**Try it:** From the entries that follow, copy exactly the lines beginning at the line holding "let deadline = if" and continuing through the line holding "pub fn timed_out(&self)".

**Extracted entries:**
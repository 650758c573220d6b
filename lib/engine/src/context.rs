use crate::error::EvaluationError;
use rdf_quarry_algebra::Query;
use std::cell::Cell;
use std::ops::ControlFlow;
use std::time::{Duration, Instant};

/// Per-run evaluation state: the cooperative deadline and what to do when it
/// expires. One context is built per `process_query` call and never shared
/// across runs.
#[derive(Debug)]
pub struct EvaluationContext {
    deadline: Option<Instant>,
    effective_timeout: Duration,
    partial_results_on_timeout: bool,
    timed_out: Cell<bool>,
}

impl EvaluationContext {
    /// A nonzero per-query timeout overrides the engine default outright; a
    /// zero per-query value falls back to it. A zero effective timeout means
    /// unlimited.
    pub fn new(query: &Query, default_timeout_ms: u64) -> Self {
        let timeout_ms = if query.timeout_ms() > 0 {
            query.timeout_ms()
        } else {
            default_timeout_ms
        };
        let effective_timeout = Duration::from_millis(timeout_ms);
        let deadline = if timeout_ms > 0 {
            Some(Instant::now() + effective_timeout)
        } else {
            None
        };
        Self {
            deadline,
            effective_timeout,
            partial_results_on_timeout: query.partial_results_on_timeout(),
            timed_out: Cell::new(false),
        }
    }

    /// The resolved timeout this run is using; zero means unlimited.
    pub fn effective_timeout(&self) -> Duration {
        self.effective_timeout
    }

    pub fn timed_out(&self) -> bool {
        self.timed_out.get()
    }

    /// Checked at every iteration boundary of the evaluator. `Break` tells
    /// the caller to stop and surface what it has accumulated so far; an
    /// expired deadline without partial results fails the whole query.
    pub fn tick(&self) -> Result<ControlFlow<()>, EvaluationError> {
        match self.deadline {
            Some(deadline) if Instant::now() >= deadline => {
                self.timed_out.set(true);
                if self.partial_results_on_timeout {
                    Ok(ControlFlow::Break(()))
                } else {
                    Err(EvaluationError::Timeout)
                }
            }
            _ => Ok(ControlFlow::Continue(())),
        }
    }
}

#[cfg(test)]
mod tests {
    use super::*;

    fn query(text: &str) -> Query {
        Query::parse(text, None).unwrap()
    }

    #[test]
    fn per_query_timeout_overrides_the_default() {
        let mut q = query("SELECT * WHERE { ?s ?p ?o }");
        q.set_timeout_ms(500);
        let context = EvaluationContext::new(&q, 180_000);
        assert_eq!(context.effective_timeout(), Duration::from_millis(500));
    }

    #[test]
    fn zero_per_query_timeout_falls_back_to_the_default() {
        let q = query("SELECT * WHERE { ?s ?p ?o }");
        let context = EvaluationContext::new(&q, 2_000);
        assert_eq!(context.effective_timeout(), Duration::from_millis(2_000));
    }

    #[test]
    fn zero_everywhere_means_unlimited() {
        let q = query("SELECT * WHERE { ?s ?p ?o }");
        let context = EvaluationContext::new(&q, 0);
        assert_eq!(context.effective_timeout(), Duration::ZERO);
        assert!(context.tick().unwrap().is_continue());
        assert!(!context.timed_out());
    }

    #[test]
    fn expiry_without_partial_results_is_an_error() {
        let mut q = query("SELECT * WHERE { ?s ?p ?o }");
        q.set_timeout_ms(1);
        let context = EvaluationContext::new(&q, 0);
        std::thread::sleep(Duration::from_millis(5));
        assert!(matches!(context.tick(), Err(EvaluationError::Timeout)));
        assert!(context.timed_out());
    }

    #[test]
    fn expiry_with_partial_results_breaks() {
        let mut q = query("SELECT * WHERE { ?s ?p ?o }");
        q.set_timeout_ms(1);
        q.set_partial_results_on_timeout(true);
        let context = EvaluationContext::new(&q, 0);
        std::thread::sleep(Duration::from_millis(5));
        assert!(context.tick().unwrap().is_break());
        assert!(context.timed_out());
    }
}
//! # npm_dependency_audit
//!
//! Audits the dependencies declared in an npm project's `package.json`:
//! - **Outdated versions**: compares each declared version with the registry's `latest` tag
//! - **Known vulnerabilities**: cross-references the output of `npm audit --json`
//! - **License compliance**: checks the declared version's license against an allow-list
//!
//! ## Quick Start
//!
//! ```no_run
//! use npm_dependency_audit::{scan_project, AuditConfig, NetworkConfig, NpmAuditSource};
//! use std::path::Path;
//!
//! # #[tokio::main]
//! # async fn main() -> anyhow::Result<()> {
//! let project = Path::new(".");
//! let audit = NpmAuditSource::new(project);
//! let verdicts = scan_project(project, &AuditConfig::default(), &NetworkConfig::default(), &audit).await?;
//!
//! for verdict in verdicts {
//!     println!("{}: {} -> {}", verdict.name, verdict.declared_version, verdict.latest_version);
//! }
//! # Ok(())
//! # }
//! ```
//!
//! External lookups are best-effort: an unreachable registry yields `"Unknown"`
//! fields and a broken audit tool yields no vulnerabilities, so one failure
//! never prevents a report for the remaining dependencies.

mod audit;
mod classifier;
mod config;
mod error;
mod manifest;
mod metadata;
mod presenter;
mod report;
mod store;
mod types;
mod vulnerabilities;

// Re-export public API
pub use audit::{scan_project, scan_with};
pub use classifier::{build_verdict, classify};
pub use config::{AuditConfig, ConfigStore, NetworkConfig, CONFIG_FILE};
pub use error::{AuditError, Result};
pub use manifest::{merge_declarations, parse_declarations, project_name, read_manifest, MANIFEST_FILE};
pub use metadata::{MetadataFetcher, NpmRegistryClient};
pub use presenter::{render_detail, render_licenses, render_markdown, render_outdated, render_summary};
pub use report::{ReportStore, REPORT_FILE};
pub use store::STATE_DIR;
pub use types::{
    AuditSummary, DependencyDeclaration, DependencyVerdict, MetadataLookup, PackageMetadata, VulnerabilityInfo,
    UNKNOWN,
};
pub use vulnerabilities::{parse_audit_output, NoAudit, NpmAuditSource, VulnerabilitySource};
//! Persistence of the latest scan's verdicts

use crate::error::Result;
use crate::store::{read_json, write_json, STATE_DIR};
use crate::types::DependencyVerdict;
use std::path::{Path, PathBuf};
use tracing::info;

/// File name of the persisted report inside [`STATE_DIR`]
pub const REPORT_FILE: &str = "report.json";

/// Holds the one report per project; each save replaces the previous scan
#[derive(Debug, Clone)]
pub struct ReportStore {
    path: PathBuf,
}

impl ReportStore {
    pub fn new(path: impl Into<PathBuf>) -> Self {
        Self { path: path.into() }
    }

    pub fn for_project(project_dir: &Path) -> Self {
        Self::new(project_dir.join(STATE_DIR).join(REPORT_FILE))
    }

    pub fn path(&self) -> &Path {
        &self.path
    }

    pub fn save(&self, verdicts: &[DependencyVerdict]) -> Result<()> {
        write_json(&self.path, verdicts)?;
        info!("Saved {} verdicts to {}", verdicts.len(), self.path.display());
        Ok(())
    }

    /// Persisted verdicts in scan order, or empty when absent or unreadable
    pub fn load(&self) -> Vec<DependencyVerdict> {
        read_json(&self.path).unwrap_or_default()
    }
}
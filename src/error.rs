//! Error types for the audit system

use thiserror::Error;

/// Result type alias for audit operations
pub type Result<T> = std::result::Result<T, AuditError>;

/// Main error type for audit operations
#[derive(Error, Debug)]
pub enum AuditError {
    #[error("Failed to read project manifest: {0}")]
    ManifestError(String),

    #[error("Invalid input: {0}")]
    InvalidInput(String),

    #[error("Network error: {0}")]
    NetworkError(#[source] Box<dyn std::error::Error + Send + Sync>),

    #[error("API error from {service}: {message}")]
    ApiError { service: String, message: String },

    #[error("Configuration error: {0}")]
    ConfigError(String),

    #[error("IO error: {0}")]
    IoError(#[from] std::io::Error),

    #[error("JSON serialization error: {0}")]
    JsonError(#[from] serde_json::Error),

    #[error("HTTP request error: {0}")]
    ReqwestError(#[from] reqwest::Error),
}

#[derive(Debug)]
struct StringError(String);

impl std::fmt::Display for StringError {
    fn fmt(&self, f: &mut std::fmt::Formatter<'_>) -> std::fmt::Result {
        write!(f, "{}", self.0)
    }
}

impl std::error::Error for StringError {}

impl AuditError {
    /// Create a manifest error
    pub fn manifest(msg: impl Into<String>) -> Self {
        Self::ManifestError(msg.into())
    }

    /// Create an invalid input error
    pub fn invalid_input(msg: impl Into<String>) -> Self {
        Self::InvalidInput(msg.into())
    }

    /// Create a network error
    pub fn network(msg: impl Into<String>) -> Self {
        Self::NetworkError(Box::new(StringError(msg.into())))
    }

    /// Create an API error
    pub fn api(service: impl Into<String>, message: impl Into<String>) -> Self {
        Self::ApiError {
            service: service.into(),
            message: message.into(),
        }
    }

    /// Create a configuration error
    pub fn config(msg: impl Into<String>) -> Self {
        Self::ConfigError(msg.into())
    }
}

**Solution to this exercise:**
        let deadline = if timeout_ms > 0 {
            Some(Instant::now() + effective_timeout)
        } else {
            None
        };
        Self {
            deadline,
            effective_timeout,
            partial_results_on_timeout: query.partial_results_on_timeout(),
            timed_out: Cell::new(false),
        }
    }

    /// The resolved timeout this run is using; zero means unlimited.
    pub fn effective_timeout(&self) -> Duration {
        self.effective_timeout
    }

    pub fn timed_out(&self) -> bool {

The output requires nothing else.